RELATIVES of miners missing after an underground explosion in West Virginia were told they were alive – only to have their hopes dashed three hours later when it was discovered that only one of 13 men survived.

Ben Hatfield, the chief executive of the International Coal Group, the mine's owners, said a "miscommunication" from inside the mine to the command centre was overheard and spread to the relatives, gathered in a church.

He said it occurred when a rescue team found 12 miners barricaded in a section of the mine. They said they were checking the miners' vital signs. But in the command centre three kilometres away this became they had found 12 survivors. In fact only one miner, Randal McCloy, was alive.

He was taken to hospital on a ventilator in a critical condition.

What turned out to be false euphoria quickly spread. The church bells started ringing.

"The initial report from the rescue team to the command centre indicated multiple survivors, but that information proved to be a miscommunication," Mr Hatfield said.

He denied the company had confirmed the initial report and said he did not want to assign blame to the rescue team.

Mr Hatfield said he became aware 20 minutes after the news the 12 miners were alive went out that it was not accurate. The company had then waited until it could determine which of the miners were dead or alive to tell the families their fate.

Someone yelled: "They're alive, they're alive!"

West Virginia Governor Joe Manchin yelled to the media the slogan he had adopted since the beginning: "Believe in miracles." Later, at a news conference, Mr Manchin avoided placing responsibility for the "miscommunication" but said he got "caught up in the euphoria".

He said he had been in the Sago Baptist Church in the small West Virginia community where relatives had been waiting for news since the explosion talking to family members when he became of aware of rejoicing that 12 had survived.

He denied that he or his staff had confirmed the report and said he had begun receiving information it was not accurate 20 minutes after the announcement.

Everyone believed that against the odds, the miners, trapped for 40 hours three kilometres underground, had been found alive after an explosion.

"Miracles happen in West Virginia and today we got one," said Charlotte Weaver, wife of Jack Weaver, wife of one of the trapped men. "I got scared a lot of times, but I couldn't give up. We have an 11-year-old son, and I couldn't go home and tell him daddy wasn't coming home."

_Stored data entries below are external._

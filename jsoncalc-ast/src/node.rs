//! Expression node definitions and node identity

use crate::operator::{InfixOp, UnaryOp};
use indexmap::IndexMap;
use jsoncalc_model::Value;
use serde::{Deserialize, Serialize};
use std::sync::atomic::{AtomicU64, Ordering};
use std::sync::Arc;

/// Stable identity of an AST node, assigned at construction time.
///
/// The evaluator memoizes by `(EnvId, NodeId)`, so identity rather than
/// structural equality decides whether two nodes share a cache slot.
/// Cloning a node preserves its id (a clone is the same node, shared);
/// deserializing always mints fresh ids.
#[derive(Debug, Clone, Copy, PartialEq, Eq, Hash)]
pub struct NodeId(u64);

impl NodeId {
    /// Allocate an id no other node in this process has.
    pub fn fresh() -> Self {
        static NEXT: AtomicU64 = AtomicU64::new(1);
        NodeId(NEXT.fetch_add(1, Ordering::Relaxed))
    }
}

impl Default for NodeId {
    fn default() -> Self {
        NodeId::fresh()
    }
}

/// Statically-known record keys, in declaration order.
pub type RecordKeys = IndexMap<String, Arc<CalcNode>>;

/// A parsed expression node.
///
/// The tree is immutable once built: children are `Arc`-shared, and the
/// evaluator hands sub-trees back out (lists, records, lambdas are their own
/// normal forms) without copying. Structural equality ignores [`NodeId`].
#[derive(Debug, Clone, Serialize, Deserialize)]
pub struct CalcNode {
    #[serde(skip, default)]
    id: NodeId,
    #[serde(flatten)]
    kind: NodeKind,
}

/// The closed set of expression node shapes.
///
/// The serde representation is the tagged-record interchange format:
/// `{"type": "infix", "op": "+", "lhs": ..., "rhs": ...}`. Anything outside
/// this set fails to decode.
#[derive(Debug, Clone, PartialEq, Serialize, Deserialize)]
#[serde(tag = "type", rename_all = "kebab-case")]
pub enum NodeKind {
    /// Literal value, already in normal form
    Value {
        /// The literal; an absent field decodes as `undefined`
        #[serde(default = "undefined_value")]
        value: Value,
    },
    /// Variable reference by static name
    Var {
        /// Environment key to look up
        name: String,
    },
    /// Variable reference whose name is itself an expression
    CalculatedVar {
        /// Expression that must resolve to the variable name
        name: Arc<CalcNode>,
    },
    /// Reference to a built-in function, uninvoked
    Fn {
        /// Registry key, e.g. `@#if`
        name: String,
    },
    /// Built-in function reference with a computed name
    CalculatedFn {
        /// Expression that must resolve to the function name
        name: Arc<CalcNode>,
    },
    /// Placeholder bound only inside a lambda body
    LambdaVar {
        /// Environment key the lambda binds
        name: String,
    },
    /// Closure definition; evaluation does not reduce the body
    Lambda {
        /// Parameter names, in binding order
        identifiers: Vec<String>,
        /// The body expression
        expression: Arc<CalcNode>,
    },
    /// Function or lambda application
    Invoke {
        /// Expression that must evaluate to a function or lambda
        callee: Arc<CalcNode>,
        /// Argument expressions
        args: Vec<Arc<CalcNode>>,
    },
    /// Binary operator application
    Infix {
        /// The operator
        op: InfixOp,
        /// Left operand
        lhs: Arc<CalcNode>,
        /// Right operand
        rhs: Arc<CalcNode>,
    },
    /// Unary prefix operator application
    Unary {
        /// The operator
        op: UnaryOp,
        /// The operand
        operand: Arc<CalcNode>,
    },
    /// Conditional expression
    Ternary {
        /// Condition, tested for truthiness
        condition: Arc<CalcNode>,
        /// Branch taken when the condition is truthy
        then: Arc<CalcNode>,
        /// Branch taken otherwise
        #[serde(rename = "orElse")]
        or_else: Arc<CalcNode>,
    },
    /// Ordered literal, elements evaluated on demand
    List {
        /// Element expressions
        items: Vec<Arc<CalcNode>>,
    },
    /// Object literal
    Record {
        /// Entries whose key was known at parse time
        raw: RecordKeys,
        /// Entries whose key must itself be evaluated
        pairs: Vec<(Arc<CalcNode>, Arc<CalcNode>)>,
    },
    /// Chained indexing / property access
    MemberAccess {
        /// The expression being indexed into
        item: Arc<CalcNode>,
        /// One expression per access step
        path: Vec<Arc<CalcNode>>,
    },
}

fn undefined_value() -> Value {
    Value::Undefined
}

impl PartialEq for CalcNode {
    fn eq(&self, other: &Self) -> bool {
        self.kind == other.kind
    }
}

impl CalcNode {
    /// Wrap a [`NodeKind`], stamping a fresh identity.
    pub fn new(kind: NodeKind) -> Self {
        CalcNode { id: NodeId::fresh(), kind }
    }

    /// This node's identity.
    pub fn id(&self) -> NodeId {
        self.id
    }

    /// This node's shape.
    pub fn kind(&self) -> &NodeKind {
        &self.kind
    }

    /// Literal node.
    pub fn value(value: impl Into<Value>) -> Self {
        Self::new(NodeKind::Value { value: value.into() })
    }

    /// Variable reference.
    pub fn var(name: impl Into<String>) -> Self {
        Self::new(NodeKind::Var { name: name.into() })
    }

    /// Variable reference with a computed name.
    pub fn calculated_var(name: CalcNode) -> Self {
        Self::new(NodeKind::CalculatedVar { name: Arc::new(name) })
    }

    /// Function reference.
    pub fn fn_ref(name: impl Into<String>) -> Self {
        Self::new(NodeKind::Fn { name: name.into() })
    }

    /// Function reference with a computed name.
    pub fn calculated_fn(name: CalcNode) -> Self {
        Self::new(NodeKind::CalculatedFn { name: Arc::new(name) })
    }

    /// Lambda parameter reference.
    pub fn lambda_var(name: impl Into<String>) -> Self {
        Self::new(NodeKind::LambdaVar { name: name.into() })
    }

    /// Lambda definition.
    pub fn lambda(identifiers: Vec<String>, expression: CalcNode) -> Self {
        Self::new(NodeKind::Lambda { identifiers, expression: Arc::new(expression) })
    }

    /// Function or lambda application.
    pub fn invoke(callee: CalcNode, args: Vec<CalcNode>) -> Self {
        Self::new(NodeKind::Invoke {
            callee: Arc::new(callee),
            args: args.into_iter().map(Arc::new).collect(),
        })
    }

    /// Binary operator node.
    pub fn infix(op: InfixOp, lhs: CalcNode, rhs: CalcNode) -> Self {
        Self::new(NodeKind::Infix { op, lhs: Arc::new(lhs), rhs: Arc::new(rhs) })
    }

    /// Unary operator node.
    pub fn unary(op: UnaryOp, operand: CalcNode) -> Self {
        Self::new(NodeKind::Unary { op, operand: Arc::new(operand) })
    }

    /// Conditional node.
    pub fn ternary(condition: CalcNode, then: CalcNode, or_else: CalcNode) -> Self {
        Self::new(NodeKind::Ternary {
            condition: Arc::new(condition),
            then: Arc::new(then),
            or_else: Arc::new(or_else),
        })
    }

    /// List literal node.
    pub fn list(items: Vec<CalcNode>) -> Self {
        Self::new(NodeKind::List { items: items.into_iter().map(Arc::new).collect() })
    }

    /// Record literal node.
    pub fn record(raw: Vec<(String, CalcNode)>, pairs: Vec<(CalcNode, CalcNode)>) -> Self {
        Self::new(NodeKind::Record {
            raw: raw.into_iter().map(|(k, v)| (k, Arc::new(v))).collect(),
            pairs: pairs.into_iter().map(|(k, v)| (Arc::new(k), Arc::new(v))).collect(),
        })
    }

    /// Member access node.
    pub fn member_access(item: CalcNode, path: Vec<CalcNode>) -> Self {
        Self::new(NodeKind::MemberAccess {
            item: Arc::new(item),
            path: path.into_iter().map(Arc::new).collect(),
        })
    }

    /// True if this node is a literal.
    pub fn is_value(&self) -> bool {
        matches!(self.kind, NodeKind::Value { .. })
    }

    /// The literal value, if this node is one.
    pub fn as_value(&self) -> Option<&Value> {
        match &self.kind {
            NodeKind::Value { value } => Some(value),
            _ => None,
        }
    }

    /// Decode an AST received as untrusted JSON.
    ///
    /// Rejects anything outside the closed variant set. Every decoded node
    /// receives a fresh identity.
    pub fn from_json(json: serde_json::Value) -> Result<Self, serde_json::Error> {
        serde_json::from_value(json)
    }

    /// Encode this AST in the tagged-record interchange format.
    pub fn to_json(&self) -> serde_json::Value {
        serde_json::to_value(self).expect("AST is always representable as JSON")
    }
}

#[cfg(test)]
mod tests {
    use super::*;
    use pretty_assertions::assert_eq;

    #[test]
    fn clones_share_identity_but_new_nodes_do_not() {
        let node = CalcNode::value(1.0);
        let clone = node.clone();
        assert_eq!(node.id(), clone.id());
        assert_ne!(node.id(), CalcNode::value(1.0).id());
        assert_eq!(node, CalcNode::value(1.0));
    }

    #[test]
    fn interchange_round_trip() {
        let node = CalcNode::infix(
            InfixOp::Add,
            CalcNode::value(1.0),
            CalcNode::infix(InfixOp::Mul, CalcNode::var("x"), CalcNode::value(3.0)),
        );
        let json = node.to_json();
        assert_eq!(json["type"], "infix");
        assert_eq!(json["op"], "+");
        assert_eq!(json["rhs"]["type"], "infix");

        let decoded = CalcNode::from_json(json).unwrap();
        assert_eq!(decoded, node);
        assert_ne!(decoded.id(), node.id());
    }

    #[test]
    fn missing_value_field_decodes_as_undefined() {
        let decoded = CalcNode::from_json(serde_json::json!({ "type": "value" })).unwrap();
        assert_eq!(decoded.as_value(), Some(&Value::Undefined));
    }

    #[test]
    fn unknown_variant_is_rejected() {
        assert!(CalcNode::from_json(serde_json::json!({ "type": "loop", "body": [] })).is_err());
        assert!(CalcNode::from_json(serde_json::json!({ "type": "infix", "op": "~" })).is_err());
    }

    #[test]
    fn record_keeps_declaration_order() {
        let node = CalcNode::record(
            vec![
                ("b".to_string(), CalcNode::value(1.0)),
                ("a".to_string(), CalcNode::value(2.0)),
            ],
            vec![],
        );
        match node.kind() {
            NodeKind::Record { raw, .. } => {
                assert_eq!(raw.keys().collect::<Vec<_>>(), vec!["b", "a"]);
            }
            other => panic!("expected record, got {other:?}"),
        }
    }
}
//! Source-text parse cache
//!
//! Parsing is deterministic, so every outcome, including errors, is worth
//! keeping. The cache is keyed by the exact source text and shared behind a
//! `DashMap`; concurrent first parses of the same text may race, which only
//! duplicates work, never changes the result.

use crate::error::ParseError;
use crate::grammar::parse_tokens;
use crate::lexer::tokenize;
use dashmap::DashMap;
use jsoncalc_ast::CalcNode;
use once_cell::sync::Lazy;
use std::sync::Arc;

/// Parse without touching any cache.
pub fn parse_uncached(text: &str) -> Result<CalcNode, ParseError> {
    let tokens = tokenize(text)?;
    if tokens.is_empty() {
        return Err(ParseError::Empty);
    }
    parse_tokens(&tokens)
}

/// A memo of parse outcomes, keyed by source text.
///
/// Hits return the same `Arc`-shared node, so everything parsed through one
/// cache also shares node identity, and thereby evaluator memo entries.
#[derive(Debug, Default)]
pub struct ParseCache {
    entries: DashMap<String, Result<Arc<CalcNode>, ParseError>>,
}

impl ParseCache {
    /// An empty cache.
    pub fn new() -> Self {
        Self::default()
    }

    /// Parse `text`, reusing a previous outcome for the identical text.
    pub fn parse(&self, text: &str) -> Result<Arc<CalcNode>, ParseError> {
        if let Some(hit) = self.entries.get(text) {
            log::trace!("parse cache hit for {} bytes", text.len());
            return hit.clone();
        }
        let outcome = parse_uncached(text).map(Arc::new);
        self.entries.insert(text.to_string(), outcome.clone());
        outcome
    }

    /// Drop every cached outcome.
    pub fn clear(&self) {
        self.entries.clear();
    }

    /// Number of distinct texts cached.
    pub fn len(&self) -> usize {
        self.entries.len()
    }

    /// True when nothing is cached.
    pub fn is_empty(&self) -> bool {
        self.entries.is_empty()
    }
}

static DEFAULT_CACHE: Lazy<ParseCache> = Lazy::new(ParseCache::new);

/// Parse through the process-wide default cache.
pub fn parse(text: &str) -> Result<Arc<CalcNode>, ParseError> {
    DEFAULT_CACHE.parse(text)
}

#[cfg(test)]
mod tests {
    use super::*;
    use pretty_assertions::assert_eq;

    #[test]
    fn hits_share_node_identity() {
        let cache = ParseCache::new();
        let first = cache.parse("1 + $x").unwrap();
        let second = cache.parse("1 + $x").unwrap();
        assert_eq!(first.id(), second.id());
        assert!(Arc::ptr_eq(&first, &second));
        assert_eq!(cache.len(), 1);
    }

    #[test]
    fn distinct_texts_get_distinct_nodes() {
        let cache = ParseCache::new();
        let spaced = cache.parse("1 + 2").unwrap();
        let compact = cache.parse("1+2").unwrap();
        assert_eq!(*spaced, *compact);
        assert_ne!(spaced.id(), compact.id());
        assert_eq!(cache.len(), 2);
    }

    #[test]
    fn errors_are_cached_too() {
        let cache = ParseCache::new();
        let first = cache.parse("1 2").unwrap_err();
        let second = cache.parse("1 2").unwrap_err();
        assert_eq!(first, second);
        assert_eq!(cache.len(), 1);
    }

    #[test]
    fn clear_resets_identity_sharing() {
        let cache = ParseCache::new();
        let before = cache.parse("$x").unwrap();
        cache.clear();
        assert!(cache.is_empty());
        let after = cache.parse("$x").unwrap();
        assert_ne!(before.id(), after.id());
    }

    #[test]
    fn empty_input_is_its_own_error() {
        assert_eq!(parse_uncached("").unwrap_err(), ParseError::Empty);
        assert_eq!(parse_uncached("   ").unwrap_err(), ParseError::Empty);
    }
}
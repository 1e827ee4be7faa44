//! Tokenizer and parser error types

use crate::combinator::CombinatorError;
use thiserror::Error;

/// Errors raised while turning source text into tokens.
///
/// All parse-layer errors are `Clone` so cached outcomes can be handed back
/// verbatim on a repeat parse of the same text.
#[derive(Error, Debug, Clone, PartialEq)]
pub enum LexError {
    /// No lexer matched at the current position.
    #[error("unrecognized input at {remainder:?}")]
    UnrecognizedInput {
        /// A short window of the text that could not be tokenized.
        remainder: String,
    },

    /// A repetition was built with `min > max`.
    #[error("invalid repetition bounds: min {min} exceeds max {max}")]
    InvalidRepetition {
        /// Requested minimum.
        min: usize,
        /// Requested maximum.
        max: usize,
    },
}

impl CombinatorError for LexError {
    fn invalid_repetition(min: usize, max: usize) -> Self {
        LexError::InvalidRepetition { min, max }
    }
}

/// Errors raised while parsing a token sequence into an AST.
#[derive(Error, Debug, Clone, PartialEq)]
pub enum ParseError {
    /// Tokenization failed before the grammar ran.
    #[error(transparent)]
    Lex(#[from] LexError),

    /// The source text held no tokens at all.
    #[error("cannot parse an empty expression")]
    Empty,

    /// No grammar rule matched the start of the token sequence.
    #[error("cannot parse the expression")]
    Unmatched,

    /// The grammar matched a prefix but tokens were left over.
    #[error("unexpected trailing tokens: {tokens}")]
    TrailingTokens {
        /// The leftover tokens, re-rendered as text.
        tokens: String,
    },

    /// A repetition was built with `min > max`.
    #[error("invalid repetition bounds: min {min} exceeds max {max}")]
    InvalidRepetition {
        /// Requested minimum.
        min: usize,
        /// Requested maximum.
        max: usize,
    },
}

impl CombinatorError for ParseError {
    fn invalid_repetition(min: usize, max: usize) -> Self {
        ParseError::InvalidRepetition { min, max }
    }
}
//! Value model for jsoncalc expressions
//!
//! This crate provides the JSON-like [`Value`] type that expressions resolve
//! to, together with the explicit coercion table ([`coercion`]) that defines
//! truthiness, numeric conversion, display conversion and equality. Every
//! other crate in the workspace goes through this table instead of inventing
//! its own conversions.

#![warn(missing_docs)]

pub mod coercion;
mod value;

pub use value::{Map, Value};
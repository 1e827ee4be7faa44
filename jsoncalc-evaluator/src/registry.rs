//! Built-in function registry

use crate::context::CalcEnv;
use crate::engine::{EvalResult, Evaluator};
use crate::error::RuntimeError;
use jsoncalc_ast::CalcNode;
use rustc_hash::FxHashMap;
use std::sync::Arc;

/// A built-in function.
///
/// Arguments arrive unevaluated, so a built-in chooses which of them to
/// reduce (through the evaluator, keeping memoization) and which to skip.
/// The `&str` is the registry key the call resolved through, for error
/// reporting.
pub type BuiltinFn =
    fn(&mut Evaluator, &str, &[Arc<CalcNode>], &CalcEnv) -> EvalResult;

/// Named built-in functions, keyed by their full `@`-prefixed spelling.
///
/// Registries are shared immutably between evaluators; populate one up
/// front, wrap it in an `Arc`, and hand it out.
#[derive(Debug, Default)]
pub struct FunctionRegistry {
    entries: FxHashMap<String, BuiltinFn>,
}

impl FunctionRegistry {
    /// A registry holding the standard built-ins.
    pub fn new() -> Self {
        let mut registry = Self::empty();
        registry.register("@#if", builtin_if);
        registry
    }

    /// A registry with no entries at all.
    pub fn empty() -> Self {
        Self::default()
    }

    /// Add or replace a built-in under `name`.
    pub fn register(&mut self, name: impl Into<String>, function: BuiltinFn) {
        self.entries.insert(name.into(), function);
    }

    /// Look up a built-in by registry key.
    pub fn get(&self, name: &str) -> Option<BuiltinFn> {
        self.entries.get(name).copied()
    }
}

/// `@#if(condition, then, orElse)`; the untaken branch is never evaluated.
fn builtin_if(
    evaluator: &mut Evaluator,
    name: &str,
    args: &[Arc<CalcNode>],
    env: &CalcEnv,
) -> EvalResult {
    if args.len() < 3 {
        return Err(RuntimeError::Arity {
            name: name.to_string(),
            expected: 3,
            actual: args.len(),
        });
    }
    if evaluator.evaluate(&args[0], env)?.is_truthy() {
        evaluator.evaluate(&args[1], env)
    } else {
        evaluator.evaluate(&args[2], env)
    }
}
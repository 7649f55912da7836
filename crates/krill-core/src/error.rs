//! Error types for krill

use thiserror::Error;

#[derive(Error, Debug, Clone)]
pub enum KrillError {
    #[error("Buffer length mismatch: expected {expected}, got {got}")]
    LengthMismatch { expected: usize, got: usize },

    #[error("Invalid dimension: {0}")]
    InvalidDimension(String),

    #[error("Requantization scale {0} outside [2^-31, 1)")]
    InvalidScale(f32),

    #[error("Fixed-point multiplier {0} outside [2^30, 2^31)")]
    InvalidMultiplier(i32),

    #[error("Shift amount {0} outside [0, 31)")]
    InvalidShift(u32),

    #[error("Invalid clamp range: min {min} > max {max}")]
    InvalidClamp { min: f32, max: f32 },
}

pub type Result<T> = std::result::Result<T, KrillError>;
//! Quantized int8 GEMM micro-kernel: one row, eight columns per
//! group, eight-deep reduction slices.

use krill_core::Qs8GemmParams;

use crate::simd::{I16x16, I16x8, I32x8, I8x16};

/// Multiplies one row of i8 activations against packed i8 weights,
/// producing `nc` requantized i8 outputs.
///
/// Columns are produced in groups of eight. Per group, four pairs of
/// i32 accumulators (one pair per two output columns) are seeded from
/// the packed bias block, then the reduction runs in k-steps of eight:
/// eight activations are broadcast-widened to i16 and multiplied
/// against the four 2-column weight tiles with a widening
/// multiply-add of adjacent lane pairs. Two rounds of pairwise
/// horizontal adds plus a half interleave put the eight column sums
/// back in natural order; each is then requantized
/// (see [`Qs8GemmParams::requantize`]), offset by the output zero
/// point between two saturating narrows, clamped, and stored. A
/// trailing group of fewer than eight columns is stored 4/2/1 elements
/// at a time, shifting the held vector right to expose the next lanes.
///
/// The activation pointer is re-based to the row start for every
/// column group; only the weight pointer advances.
///
/// # Safety
///
/// - `mr` must be 1 (this instantiation produces a single output row;
///   `a_stride` and `cm_stride` exist for signature parity with wider
///   tiles and are not read).
/// - `a` must be valid for reads of `round_up(kc, 8)` i8 values. The
///   values past `kc` may hold anything: the packed weights are zero
///   there, so the products vanish.
/// - `w` must point at a buffer produced by
///   [`krill_core::PackedQs8Weights`] for at least `nc` channels and
///   depth `kc` (4-byte aligned, which `PackedQs8Weights` guarantees).
/// - `c` must be valid for writes of the addressed output region:
///   groups of eight start `cn_stride` elements apart, and only the
///   final `nc % 8` columns are written in a trailing group.
#[allow(clippy::too_many_arguments)]
pub unsafe fn gemm_qs8_1x8c8(
    mr: usize,
    nc: usize,
    kc: usize,
    a: *const i8,
    a_stride: usize,
    w: *const i32,
    c: *mut i8,
    cm_stride: usize,
    cn_stride: usize,
    params: &Qs8GemmParams,
) {
    debug_assert_eq!(mr, 1);
    debug_assert!(nc >= 1);
    debug_assert!(kc >= 1);
    debug_assert!(!a.is_null());
    debug_assert!(!w.is_null());
    debug_assert!(!c.is_null());
    let _ = (a_stride, cm_stride);

    let kc = (kc + 7) & !7;

    let vzero_point = I16x8::splat(params.output_zero_point);
    let vmin = I8x16::splat(params.output_min);
    let vmax = I8x16::splat(params.output_max);

    let mut w = w as *const i16;
    let mut c0 = c;
    let mut nc = nc;
    loop {
        let bias = w as *const i32;
        let mut vacc01 = I32x8::with_bias(bias.read(), bias.add(1).read());
        let mut vacc23 = I32x8::with_bias(bias.add(2).read(), bias.add(3).read());
        let mut vacc45 = I32x8::with_bias(bias.add(4).read(), bias.add(5).read());
        let mut vacc67 = I32x8::with_bias(bias.add(6).read(), bias.add(7).read());
        w = w.add(16);

        let mut a0 = a;
        let mut k = kc;
        while k != 0 {
            let va = I16x16::load_splat_i8x8(a0);
            a0 = a0.add(8);

            vacc01 = vacc01.add(I16x16::madd(va, I16x16::load(w)));
            vacc23 = vacc23.add(I16x16::madd(va, I16x16::load(w.add(16))));
            vacc45 = vacc45.add(I16x16::madd(va, I16x16::load(w.add(32))));
            vacc67 = vacc67.add(I16x16::madd(va, I16x16::load(w.add(48))));

            w = w.add(64);
            k -= 8;
        }

        // Collapse the per-tile partial sums back into column order:
        // [0 2 4 6 | 1 3 5 7], then interleave the halves.
        let vacc0213 = vacc01.hadd(vacc23);
        let vacc4657 = vacc45.hadd(vacc67);
        let vacc01234567 = vacc0213.hadd(vacc4657).interleave_halves();

        let acc = vacc01234567.to_array();
        let mut scaled = [0i32; 8];
        for (s, &v) in scaled.iter_mut().zip(acc.iter()) {
            *s = params.requantize(v);
        }

        let vout = I32x8::from_array(scaled)
            .pack_sat_i16()
            .add_sat(vzero_point)
            .pack_sat_i8()
            .max(vmin)
            .min(vmax);

        if nc >= 8 {
            vout.store_lo8(c0);
            c0 = c0.add(cn_stride);
            nc -= 8;
            if nc == 0 {
                break;
            }
        } else {
            let mut vout = vout;
            let mut o = c0;
            if nc & 4 != 0 {
                vout.store_lo4(o);
                o = o.add(4);
                vout = vout.shift_right_bytes::<4>();
            }
            if nc & 2 != 0 {
                vout.store_lo2(o);
                o = o.add(2);
                vout = vout.shift_right_bytes::<2>();
            }
            if nc & 1 != 0 {
                *o = vout.extract::<0>();
            }
            break;
        }
    }
}
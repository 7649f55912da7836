//! krill core - shared types for the krill micro-kernel library
//!
//! This crate holds everything the compute backends have in common:
//! kernel parameter blocks, fixed-point quantization parameter
//! derivation, and the weight-packing routines that produce buffers in
//! the exact order the micro-kernels consume them.
//!
//! The kernels themselves live in backend crates (`krill-cpu`); this
//! crate contains no SIMD and no unsafe code.

pub mod error;
pub mod pack;
pub mod params;

pub use error::{KrillError, Result};
pub use pack::{pack_dwconv_3x3_weights, PackedQs8Weights};
pub use params::{DwConvParams, Qs8GemmParams, QuantSpec};
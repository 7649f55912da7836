//! Fixed-point requantization rounding tests
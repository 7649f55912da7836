//! Conformance suite for the krill micro-kernels
//!
//! Every vector kernel is checked against an independently written
//! reference (ndarray zero-padded convolution, plain-loop quantized
//! matmul, division-based requantization) and held to bit-equality
//! against its scalar fallback across edge shapes: every trailing
//! column count, every partial-store path, padded and unpadded
//! reduction depths.

pub mod conv;
pub mod gemm;
pub mod requant;

/// Test utilities
pub mod utils {
    /// Lays out an `height x width` feature map so that every row is
    /// readable through the next multiple of four columns, as the
    /// vector convolution requires. The slack holds a large sentinel:
    /// if a kernel ever lets a padding lane through, the output is
    /// visibly wrong.
    pub fn padded_feature_map(
        height: usize,
        width: usize,
        mut fill: impl FnMut(usize, usize) -> f32,
    ) -> Vec<f32> {
        padded_feature_map_with_sentinel(height, width, 9.0e30, &mut fill)
    }

    pub fn padded_feature_map_with_sentinel(
        height: usize,
        width: usize,
        sentinel: f32,
        fill: &mut impl FnMut(usize, usize) -> f32,
    ) -> Vec<f32> {
        let slack = width.div_ceil(4) * 4 - width;
        let mut out = vec![sentinel; (height - 1) * width + width + slack];
        for y in 0..height {
            for x in 0..width {
                out[y * width + x] = fill(y, x);
            }
        }
        out
    }

    /// Pads an activation row out to a multiple of eight values with a
    /// garbage byte; the packed weights are zero past the real depth,
    /// so the garbage must never show in the output.
    pub fn padded_activations(a: &[i8]) -> Vec<i8> {
        let mut out = a.to_vec();
        out.resize(a.len().div_ceil(8) * 8, 0x55);
        out
    }
}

When the truth emerged three hours later, families reacted angrily. They yelled "hypocrites" and "liars" at mine company representatives. After hours of believing their relatives were alive they left the church in tears.

About three hours before the report that 12 miners had survived, rescue crews had found one body. It appeared he had been working on a conveyor belt, Mr Hatfield said. But the news had also been accompanied by a ray of hope. About 200 metres away rescue workers had found the vehicle that had carried the crew underground.

This raised hopes they had escaped the blast and might have found a haven from the carbon monoxide.